In summary, through the integration of high-resolution molecular and epidemiologic data sets, we have built on previous large-scale analyses of health care networks (912) and demonstrate how individual transfer events can lead to regional spread of an emerging multidrug-resistant organism (in this case, CRKP). We expect that future genomic-epidemiologic investigations encompassing larger health care networks and considering endemic pathogens will further improve our understanding of how multidrug-resistant organisms permeate health care systems, which will help to guide interventions to eradicate them.


Study design

This study was a retrospective genomic epidemiologic investigation of a regional outbreak of CRKP. The objectives of the study were (i) to evaluate the capacity of whole-genome sequencing to delineate interfacility transmission pathways for multidrug-resistant organisms, (ii) to compare genomic and patient-sharing networks to evaluate the role of patient movement in mediating the regional spread of CRKP, and (iii) to evaluate the potential for genomic surveillance of high-priority multidrug-resistant organisms to lead to actionable insights.

Whole-genome sequencing

DNA was extracted with the MoBio PowerMag Microbial DNA kit and prepared for sequencing on an Illumina MiSeq instrument using the NEBNext Ultra kit and sample-specific barcoding. Library preparation and sequencing were performed at the Center for Microbial Systems at the University of Michigan. Quality of reads was assessed with FastQC (21), and Trimmomatic (22) was used for trimming adapter sequences and low-quality bases. Assemblies were performed using the A5 pipeline with default parameters (23).
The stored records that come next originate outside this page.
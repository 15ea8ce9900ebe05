//! Dataset versions.
//!
//! Versions are semantic triples. Parsing never fails: a component that is
//! missing or not a number reads as 0, which keeps [`compare_versions`] total
//! over arbitrary strings.

use chrono::{DateTime, Utc};
use serde::{Deserialize, Serialize};
use std::cmp::Ordering;
use std::fmt;

/// A parsed `major.minor.patch` triple.
///
/// Ordering is lexicographic over (major, minor, patch).
#[derive(
    Debug, Clone, Copy, Default, PartialEq, Eq, PartialOrd, Ord, Hash, Serialize, Deserialize,
)]
pub struct SemVer {
    pub major: u64,
    pub minor: u64,
    pub patch: u64,
}

/// Which component of a version to bump.
#[derive(Debug, Clone, Copy, PartialEq, Eq)]
pub enum VersionPart {
    Major,
    Minor,
    Patch,
}

impl SemVer {
    /// The version of a device that has never synced.
    pub const ZERO: SemVer = SemVer::new(0, 0, 0);

    pub const fn new(major: u64, minor: u64, patch: u64) -> Self {
        Self {
            major,
            minor,
            patch,
        }
    }

    /// Parse a version string.
    ///
    /// Accepts an optional leading `v`/`V`. Each of the first three
    /// dot-separated components is read on its own: a missing or
    /// non-numeric component is 0, and anything past the third is ignored.
    pub fn parse(input: &str) -> Self {
        let trimmed = input.trim();
        let trimmed = trimmed
            .strip_prefix('v')
            .or_else(|| trimmed.strip_prefix('V'))
            .unwrap_or(trimmed);

        let mut components = [0u64; 3];
        for (slot, part) in components.iter_mut().zip(trimmed.split('.')) {
            *slot = part.parse::<u64>().unwrap_or(0);
        }

        Self::new(components[0], components[1], components[2])
    }

    /// Next version after bumping one component.
    pub fn bump(self, part: VersionPart) -> Self {
        match part {
            VersionPart::Major => Self::new(self.major + 1, 0, 0),
            VersionPart::Minor => Self::new(self.major, self.minor + 1, 0),
            VersionPart::Patch => Self::new(self.major, self.minor, self.patch + 1),
        }
    }
}

impl fmt::Display for SemVer {
    fn fmt(&self, f: &mut fmt::Formatter<'_>) -> fmt::Result {
        write!(f, "{}.{}.{}", self.major, self.minor, self.patch)
    }
}

impl From<&str> for SemVer {
    fn from(value: &str) -> Self {
        Self::parse(value)
    }
}

/// Parse a version string into its triple.
pub fn parse_version(input: &str) -> SemVer {
    SemVer::parse(input)
}

/// Compare two version strings.
pub fn compare_versions(a: &str, b: &str) -> Ordering {
    SemVer::parse(a).cmp(&SemVer::parse(b))
}

/// Whether `candidate` is strictly newer than `current`.
pub fn is_newer_version(candidate: &str, current: &str) -> bool {
    compare_versions(candidate, current) == Ordering::Greater
}

/// Bump one component of a version string.
pub fn increment_version(version: &str, part: VersionPart) -> String {
    SemVer::parse(version).bump(part).to_string()
}

/// Metadata describing one published dataset version.
#[derive(Debug, Clone, PartialEq, Eq, Serialize, Deserialize)]
#[serde(rename_all = "camelCase")]
pub struct DatasetVersion {
    /// Version string
    pub version: String,
    /// Number of records in (or changed by) this version
    pub record_count: u64,
    /// Dataset checksum at this version
    pub checksum: String,
    /// When the version was released
    pub released_at: DateTime<Utc>,
    /// Whether this is the current version
    pub is_current: bool,
    /// Human-readable changes, oldest first
    #[serde(default)]
    pub changelog: Vec<String>,
}

/// Outcome of asking the remote whether a newer version exists.
#[derive(Debug, Clone, PartialEq, Eq, Serialize, Deserialize)]
#[serde(rename_all = "camelCase")]
pub struct VersionComparison {
    pub has_update: bool,
    pub current_version: String,
    pub latest_version: String,
    pub change_count: u64,
    #[serde(default, skip_serializing_if = "Option::is_none")]
    pub changelog: Option<Vec<String>>,
}

/// One-line summary, e.g. `v1.3.0 (Jan 5, 2026) - 1,234 fault codes`.
pub fn format_version_info(version: &DatasetVersion) -> String {
    format!(
        "v{} ({}) - {} fault codes",
        version.version,
        version.released_at.format("%b %-d, %Y"),
        group_thousands(version.record_count)
    )
}

fn group_thousands(n: u64) -> String {
    let digits = n.to_string();
    let mut out = String::with_capacity(digits.len() + digits.len() / 3);
    for (i, ch) in digits.chars().enumerate() {
        if i > 0 && (digits.len() - i) % 3 == 0 {
            out.push(',');
        }
        out.push(ch);
    }
    out
}

#[cfg(test)]
mod tests {
    use super::*;
    use chrono::TimeZone;

    #[test]
    fn parse_well_formed() {
        assert_eq!(parse_version("1.2.3"), SemVer::new(1, 2, 3));
        assert_eq!(parse_version("v10.0.7"), SemVer::new(10, 0, 7));
        assert_eq!(parse_version("V2.1"), SemVer::new(2, 1, 0));
        assert_eq!(parse_version(" 3 "), SemVer::new(3, 0, 0));
    }

    #[test]
    fn parse_malformed_is_zero() {
        for input in ["", "abc", "..", "-1.0.0"] {
            assert_eq!(parse_version(input), SemVer::ZERO, "input: {:?}", input);
        }

        // Bad components read as 0 one by one.
        assert_eq!(parse_version("1.x.3"), SemVer::new(1, 0, 3));
        assert_eq!(parse_version("1..2"), SemVer::new(1, 0, 2));
        assert_eq!(parse_version("1.2.3-beta"), SemVer::new(1, 2, 0));
        assert_eq!(parse_version("1.2.3.4"), SemVer::new(1, 2, 3));
    }

    #[test]
    fn compare_orders_by_triple() {
        assert_eq!(compare_versions("1.2.0", "1.10.0"), Ordering::Less);
        assert_eq!(compare_versions("2.0.0", "1.99.99"), Ordering::Greater);
        assert_eq!(compare_versions("v1.0", "1.0.0"), Ordering::Equal);
    }

    #[test]
    fn newer_is_strict() {
        assert!(is_newer_version("1.3.0", "1.2.0"));
        assert!(!is_newer_version("1.2.0", "1.2.0"));
        assert!(!is_newer_version("1.1.9", "1.2.0"));
        assert!(is_newer_version("1.0.0", "garbage"));
    }

    #[test]
    fn increment_each_part() {
        assert_eq!(increment_version("1.2.3", VersionPart::Major), "2.0.0");
        assert_eq!(increment_version("1.2.3", VersionPart::Minor), "1.3.0");
        assert_eq!(increment_version("1.2.3", VersionPart::Patch), "1.2.4");
    }

    #[test]
    fn format_info() {
        let version = DatasetVersion {
            version: "1.3.0".into(),
            record_count: 1234567,
            checksum: "deadbeef".into(),
            released_at: Utc.with_ymd_and_hms(2026, 1, 5, 12, 0, 0).unwrap(),
            is_current: true,
            changelog: vec![],
        };
        assert_eq!(
            format_version_info(&version),
            "v1.3.0 (Jan 5, 2026) - 1,234,567 fault codes"
        );
    }

    #[test]
    fn group_thousands_small_numbers() {
        assert_eq!(group_thousands(0), "0");
        assert_eq!(group_thousands(999), "999");
        assert_eq!(group_thousands(1000), "1,000");
    }

    #[test]
    fn comparison_serialization_format() {
        let cmp = VersionComparison {
            has_update: true,
            current_version: "1.2.0".into(),
            latest_version: "1.3.0".into(),
            change_count: 5,
            changelog: None,
        };
        let json = serde_json::to_string(&cmp).unwrap();
        assert!(json.contains("\"hasUpdate\":true"));
        assert!(json.contains("\"changeCount\":5"));
        assert!(!json.contains("changelog"));
    }
}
Variants were identified by (i) mapping filtered reads to the assembled H-1 genome (see table S2) using the Burrows-Wheeler short-read aligner, (ii) discarding polymerase chain reaction duplicates with Picard, and (iii) calling variants with SAMtools and bcftools. Variants were filtered from raw results using GATK’s VariantFiltration (QUAL, >100; MQ, >50; >10 reads supporting variant; and FQ, <0.025). In addition, a custom python script was used to filter out single-nucleotide variants that were (i) <5 base pairs (bp) in proximity to indels, (ii) <10 bp in proximity to another variant, (iii) not present in the core genome, or (iv) in a recombinant region identified by Gubbins (fig. S5) (24). Large genomic deletions were identified from mapped reads using bedtools, with 5-kb nonoverlapping windows. For purposes of phylogenetic analyses, contiguous windows showing the same pattern of presence and absence across all genomes were consolidated to single deletion events.

Phylogenetic analysis

Maximum likelihood trees were constructed with variants and indels in RAxML (25) by performing a partitioned analysis wherein variants were modeled with a general-time reversible (GTR) model and indels as uncorrelated binary characters. Bootstrap analysis was performed with the number of bootstrap replicates determined using the bootstrap convergence test and the autoMRE convergence criteria (-N autoMRE). Bootstrap support values were overlaid on the best-scoring tree identified during rapid bootstrap analysis (-f a).

The molecular clock hypothesis was tested among outbreak genomes using Path-O-Gen by correlating root-to-tip distance in the RAxML tree and dates of isolates (fig. S6) (26). Dated phylogenetic trees were constructed using BEAST v2.4.5 (27). The data were partitioned into single-nucleotide variants and indels with a linked tree model and unlinked substitution and clock models. BEAST was run using dated tips, the GTR model of nucleotide substitution for variants, the mutation death model of substitution for indels, a strict molecular clock model for variants and indels, and a coalescent exponential population prior. The mutation death model assumes that a deletion is more likely than an insertion. To test how clock-like the variants and indels are, a lognormal relaxed clock was used with a γ distribution prior (median, 0.1) on the SD. For variants and indels, the probability mass was concentrated near zero; thus, a strict clock model cannot be rejected. The coalescent exponential population prior was chosen because the marginal posterior distribution of the growth rate did not include zero, indicating that the data are not compatible with a constant population size. Isolate facility was added as a discrete trait. Three independent BEAST runs of 50 million generations, each with a burn-in of 10%, were combined to get an effective sample size (ESS) of >900 for all parameters. The maximum clade credibility consensus tree with marginal probabilities of location at each node was generated using mean heights in TreeAnnotator.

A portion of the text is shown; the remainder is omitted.